| name | aeon-skill-evals |
| description | Validate the output of any installed skill against an assertion manifest — word counts, required
patterns, forbidden phrases, required sections, source citation. Detects regressions by diffing
vs prior runs (NEW_FAIL / NEW_PASS / CHRONIC / STABLE_FAIL). Bootstrap mode generates a starter
manifest from a skill's recent successful runs so manifests aren't written speculatively.
Triggers: "evaluate this skill's output", "check skill X for regressions", "bootstrap evals
for Y", "did this skill output pass quality gates".
|
aeon-skill-evals
Quality net for installed skills. Each skill can declare an assertion manifest; outputs are checked against it; failing assertions surface regressions and route concrete fixes.
Manifest format
token-movers:
min_words: 200
required_patterns: ["Top movers", "24h"]
forbidden_patterns: ["I cannot", "as an AI"]
must_cite_source: true
min_distinct_items: 5
narrative-tracker:
min_words: 400
required_sections: ["TRANSITIONS", "POSITIONS", "MAP"]

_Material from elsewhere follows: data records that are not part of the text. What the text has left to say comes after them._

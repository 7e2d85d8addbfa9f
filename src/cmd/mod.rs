// nbgit: Notebook Git Extension Server
//
// SPDX-FileCopyrightText: 2026 Romeo Ahmed
// SPDX-License-Identifier: GPL-3.0-or-later

//! Command implementations.
//!
//! ```text
//! CLI args --> cmd::run_* handlers
//!   serve, config (options / inis)
//! ```

pub mod config;
pub mod serve;
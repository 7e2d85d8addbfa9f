// nbgit: Notebook Git Extension Server
//
// SPDX-FileCopyrightText: 2026 Romeo Ahmed
// SPDX-License-Identifier: GPL-3.0-or-later

//! Library root.
//!
//! # Crate Architecture
//!
//! ```text
//!                        main.rs
//!                           |
//!                +----------+----------+
//!                v                     v
//!             cli (clap)          cmd (handlers)
//!                |           serve / options / inis
//!                +----------+----------+
//!                           v
//!              ,---------------------------,
//!              |          config           |
//!              |   TOML, env, --set        |
//!              '-------------+-------------'
//!                            v
//!              ,---------------------------,
//!              |            api            |
//!              |  axum router, handlers,   |
//!              |  response, error boundary |
//!              '-------------+-------------'
//!                            v
//!                           git
//!                  gix queries, git CLI,
//!                  push results, remote URLs
//!
//!   +-----------------------------------------+
//!   |  foundation        error, logging       |
//!   +-----------------------------------------+
//! ```

pub mod api;
pub mod cli;
pub mod cmd;
pub mod config;
pub mod error;
pub mod git;
pub mod logging;
// nbgit: Notebook Git Extension Server
//
// SPDX-FileCopyrightText: 2026 Romeo Ahmed
// SPDX-License-Identifier: GPL-3.0-or-later

//! Git operations module.
//!
//! ```text
//!        RepoOpener::open()  (once per request)
//!                |
//!                v
//!      ,--------------------,
//!      |  backend (traits)  |
//!      '--+-------------+---'
//!         |             |
//!         v             v
//!    RepoQuery     RepoMutation
//!         \             /
//!          v           v
//!            LocalRepo
//!         gix  |  cmd.rs (git CLI)
//!  HEAD, config | diff, ls-files, rev-list,
//!               | add, commit, pull, fetch, push
//!
//!   push.rs  porcelain ref lines -> PushInfo { PushFlags }
//!   url.rs   remote URL -> browser repo/org URL and names
//! ```

pub mod backend;
pub mod cmd;
pub mod push;
pub mod url;

use std::path::{Path, PathBuf};

use crate::error::GitResult;
use backend::{GitRepository, LocalRepo};

/// Open the repository whose working tree contains `path`.
///
/// # Errors
///
/// Returns `GitError::RepoNotFound` if `path` is not inside a work tree.
pub fn open_repo(path: &Path) -> GitResult<LocalRepo> {
    LocalRepo::open(path)
}

/// Produces a fresh repository handle for each request.
pub trait RepoOpener: Send + Sync + 'static {
    type Repo: GitRepository;

    /// Open the served repository.
    ///
    /// # Errors
    ///
    /// Returns a `GitError` if the repository cannot be opened.
    fn open(&self) -> GitResult<Self::Repo>;
}

/// Opens the repository at a fixed path.
#[derive(Debug, Clone)]
pub struct PathOpener {
    path: PathBuf,
}

impl PathOpener {
    pub fn new(path: impl Into<PathBuf>) -> Self {
        Self { path: path.into() }
    }

    #[must_use]
    pub fn path(&self) -> &Path {
        &self.path
    }
}

impl RepoOpener for PathOpener {
    type Repo = LocalRepo;

    fn open(&self) -> GitResult<LocalRepo> {
        open_repo(&self.path)
    }
}
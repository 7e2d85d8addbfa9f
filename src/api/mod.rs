// nbgit: Notebook Git Extension Server
//
// SPDX-FileCopyrightText: 2026 Romeo Ahmed
// SPDX-License-Identifier: GPL-3.0-or-later

//! HTTP surface.
//!
//! ```text
//! PUT <base_url>/git/<route>
//!        |
//!        v
//!   axum Router (TraceLayer, failures left to handle_exceptions)
//!        |
//!        v
//!   dispatch::<O, H>  --spawn_blocking-->  handle_exceptions
//!                                            RepoOpener::open()
//!                                            H::handle(&repo, &request)
//!        |
//!        v
//!   ApiResponse  {"status", "statusText", ...}
//! ```
//!
//! The state holds no repository handle; each request opens its own.

pub mod handlers;
pub mod response;
pub mod wrap;

use std::sync::Arc;

use anyhow::Context;
use axum::Router;
use axum::body::Bytes;
use axum::extract::{OriginalUri, State};
use axum::http::Method;
use axum::routing::put;
use tokio::net::TcpListener;
use tower_http::trace::TraceLayer;
use tracing::{info, warn};

use crate::config::Config;
use crate::error::{Result, ServiceError};
use crate::git::{PathOpener, RepoOpener};
use crate::logging::LogContext;
use handlers::{
    CommitHandler, GitHandler, HandlerRequest, InfoHandler, OriginInfoHandler, PullHandler,
    PushHandler,
};
use response::ApiResponse;
use wrap::{error_response, handle_exceptions};

/// State shared by every route.
pub struct AppState<O> {
    pub opener: Arc<O>,
    /// Remote used for info, fetch and push.
    pub remote: Arc<str>,
}

impl<O> AppState<O> {
    pub fn new(opener: O, remote: &str) -> Self {
        Self {
            opener: Arc::new(opener),
            remote: Arc::from(remote),
        }
    }
}

impl<O> Clone for AppState<O> {
    fn clone(&self) -> Self {
        Self {
            opener: Arc::clone(&self.opener),
            remote: Arc::clone(&self.remote),
        }
    }
}

async fn dispatch<O, H>(
    State(state): State<AppState<O>>,
    method: Method,
    OriginalUri(uri): OriginalUri,
    body: Bytes,
) -> ApiResponse
where
    O: RepoOpener,
    H: GitHandler,
{
    let request = HandlerRequest::new(method.as_str(), uri.to_string(), &*state.remote)
        .with_body(body);
    let log = LogContext::new(H::NAME, request.to_string());
    let opener = Arc::clone(&state.opener);

    tokio::task::spawn_blocking(move || {
        handle_exceptions(&log, || {
            let repo = opener.open()?;
            H::default().handle(&repo, &request)
        })
    })
    .await
    .unwrap_or_else(|e| error_response(&ServiceError::from(e)))
}

/// Build the router with the five `PUT /git/*` routes below `base_url`.
///
/// `base_url` must already be normalized (`/` or `/prefix` without a
/// trailing slash).
pub fn create_router<O: RepoOpener>(state: AppState<O>, base_url: &str) -> Router {
    let git = Router::new()
        .route(CommitHandler::ROUTE, put(dispatch::<O, CommitHandler>))
        .route(PullHandler::ROUTE, put(dispatch::<O, PullHandler>))
        .route(InfoHandler::ROUTE, put(dispatch::<O, InfoHandler>))
        .route(
            OriginInfoHandler::ROUTE,
            put(dispatch::<O, OriginInfoHandler>),
        )
        .route(PushHandler::ROUTE, put(dispatch::<O, PushHandler>));

    let routes = Router::new().nest("/git", git);
    let app = if base_url == "/" {
        routes
    } else {
        Router::new().nest(base_url, routes)
    };

    // 500s are already logged by `error_response`.
    app.layer(TraceLayer::new_for_http().on_failure(()))
        .with_state(state)
}

/// Bind `server.bind` and serve until Ctrl+C.
///
/// # Errors
///
/// Returns an error if the address is invalid, cannot be bound, or the
/// server fails while running.
pub async fn serve(config: &Config) -> Result<()> {
    let addr = config.server.bind_addr()?;
    let state = AppState::new(PathOpener::new(config.repo.path.clone()), &config.repo.remote);
    let app = create_router(state, &config.server.base_url);

    let listener = TcpListener::bind(addr)
        .await
        .with_context(|| format!("failed to bind {addr}"))?;
    let local = listener.local_addr()?;

    info!(
        addr = %local,
        base_url = %config.server.base_url,
        repo = %config.repo.path.display(),
        "Git extension enabled."
    );

    axum::serve(listener, app)
        .with_graceful_shutdown(shutdown_signal())
        .await
        .context("server error")?;

    info!("server stopped");
    Ok(())
}

async fn shutdown_signal() {
    match tokio::signal::ctrl_c().await {
        Ok(()) => warn!("Received Ctrl+C, shutting down..."),
        Err(e) => {
            warn!(error = %e, "cannot listen for Ctrl+C");
            std::future::pending::<()>().await;
        }
    }
}
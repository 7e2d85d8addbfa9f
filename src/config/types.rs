// nbgit: Notebook Git Extension Server
//
// SPDX-FileCopyrightText: 2026 Romeo Ahmed
// SPDX-License-Identifier: GPL-3.0-or-later

//! Configuration types for nbgit.
//!
//! # Config Structure
//!
//! ```text
//! Config: GlobalConfig, ServerConfig, RepoConfig
//! ```

use serde::{Deserialize, Serialize};
use std::net::SocketAddr;
use std::path::PathBuf;

use crate::error::ConfigError;
use crate::logging::LogLevel;

/// Global configuration options.
#[derive(Debug, Clone, Serialize, Deserialize)]
#[serde(default, deny_unknown_fields)]
pub struct GlobalConfig {
    /// Log level for stdout output (0-6).
    pub output_log_level: LogLevel,
    /// Log level for file output (0-6).
    pub file_log_level: LogLevel,
    /// Path to log file. No file logging when unset.
    #[serde(skip_serializing_if = "Option::is_none")]
    pub log_file: Option<PathBuf>,
}

impl Default for GlobalConfig {
    fn default() -> Self {
        Self {
            output_log_level: LogLevel::INFO,
            file_log_level: LogLevel::TRACE,
            log_file: None,
        }
    }
}

/// HTTP server configuration.
#[derive(Debug, Clone, PartialEq, Eq, Serialize, Deserialize)]
#[serde(default, deny_unknown_fields)]
pub struct ServerConfig {
    /// Socket address to listen on.
    pub bind: String,
    /// URL prefix the `/git` routes are mounted under.
    pub base_url: String,
}

impl Default for ServerConfig {
    fn default() -> Self {
        Self {
            bind: "127.0.0.1:8888".to_string(),
            base_url: "/".to_string(),
        }
    }
}

impl ServerConfig {
    /// Parse `bind` into a socket address.
    ///
    /// # Errors
    ///
    /// Returns `ConfigError::InvalidValue` if `bind` is not `host:port`.
    pub fn bind_addr(&self) -> Result<SocketAddr, ConfigError> {
        self.bind.parse().map_err(|e| ConfigError::InvalidValue {
            section: "server".to_string(),
            key: "bind".to_string(),
            message: format!("'{}' is not a socket address: {e}", self.bind),
        })
    }

    /// Validate and normalize `base_url` to `/prefix` form (root stays `/`).
    ///
    /// # Errors
    ///
    /// Returns `ConfigError::InvalidValue` if `base_url` does not start with `/`.
    pub fn normalize_base_url(&mut self) -> Result<(), ConfigError> {
        if !self.base_url.starts_with('/') {
            return Err(ConfigError::InvalidValue {
                section: "server".to_string(),
                key: "base_url".to_string(),
                message: format!("must start with '/', got '{}'", self.base_url),
            });
        }
        let trimmed = self.base_url.trim_end_matches('/');
        self.base_url = if trimmed.is_empty() {
            "/".to_string()
        } else {
            trimmed.to_string()
        };
        Ok(())
    }
}

/// Repository the handlers operate on.
#[derive(Debug, Clone, PartialEq, Eq, Serialize, Deserialize)]
#[serde(default, deny_unknown_fields)]
pub struct RepoConfig {
    /// Path inside the working tree (discovery walks up from here).
    pub path: PathBuf,
    /// Remote used for info, fetch and push.
    pub remote: String,
}

impl Default for RepoConfig {
    fn default() -> Self {
        Self {
            path: PathBuf::from("."),
            remote: "origin".to_string(),
        }
    }
}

forbidden_patterns: ["exciting", "consider"]
must_have_position_call: true
Supported assertions: min_words / max_words, required_patterns / forbidden_patterns, required_sections, must_cite_source, min_distinct_items, output_pattern (regex), and per-skill-family custom binary checks.
Operations
eval — run every manifest-defined skill against its latest output.
eval --skill=NAME — one skill.
bootstrap --skill=NAME — generate a starter manifest from recent successful runs.
Regression states
| State | Action |
|---|
NEW_FAIL | Passing last run, failing now. Severity scales with pass streak. |
NEW_PASS | Failing last run, passing now. Log the win. |
CHRONIC | Failing > 3 consecutive runs. Recommend operator review. |
STABLE_FAIL | Always failing. Manifest assertion mismatch — flag for review. |
State in local evals-state.json.
Bootstrap mode
Samples last 5 successful runs of a skill. Computes:
min_words at p25 of historical runs.
- Required patterns from common section headers.
- Forbidden patterns from default list (refusals, hedging filler).
Emits the proposed manifest for review. Never auto-commits — assertions need a human signoff.
Rules
- Assertions are observations, not specifications. Bootstrap before writing speculatively.
- Forbidden patterns catch hallucination markers and refusals. Keep the list tight; don't lint stylistic choices.
- Chronic failures get a recommendation, not a re-file.
- Manifest changes are reviewed; never auto-edited by this skill.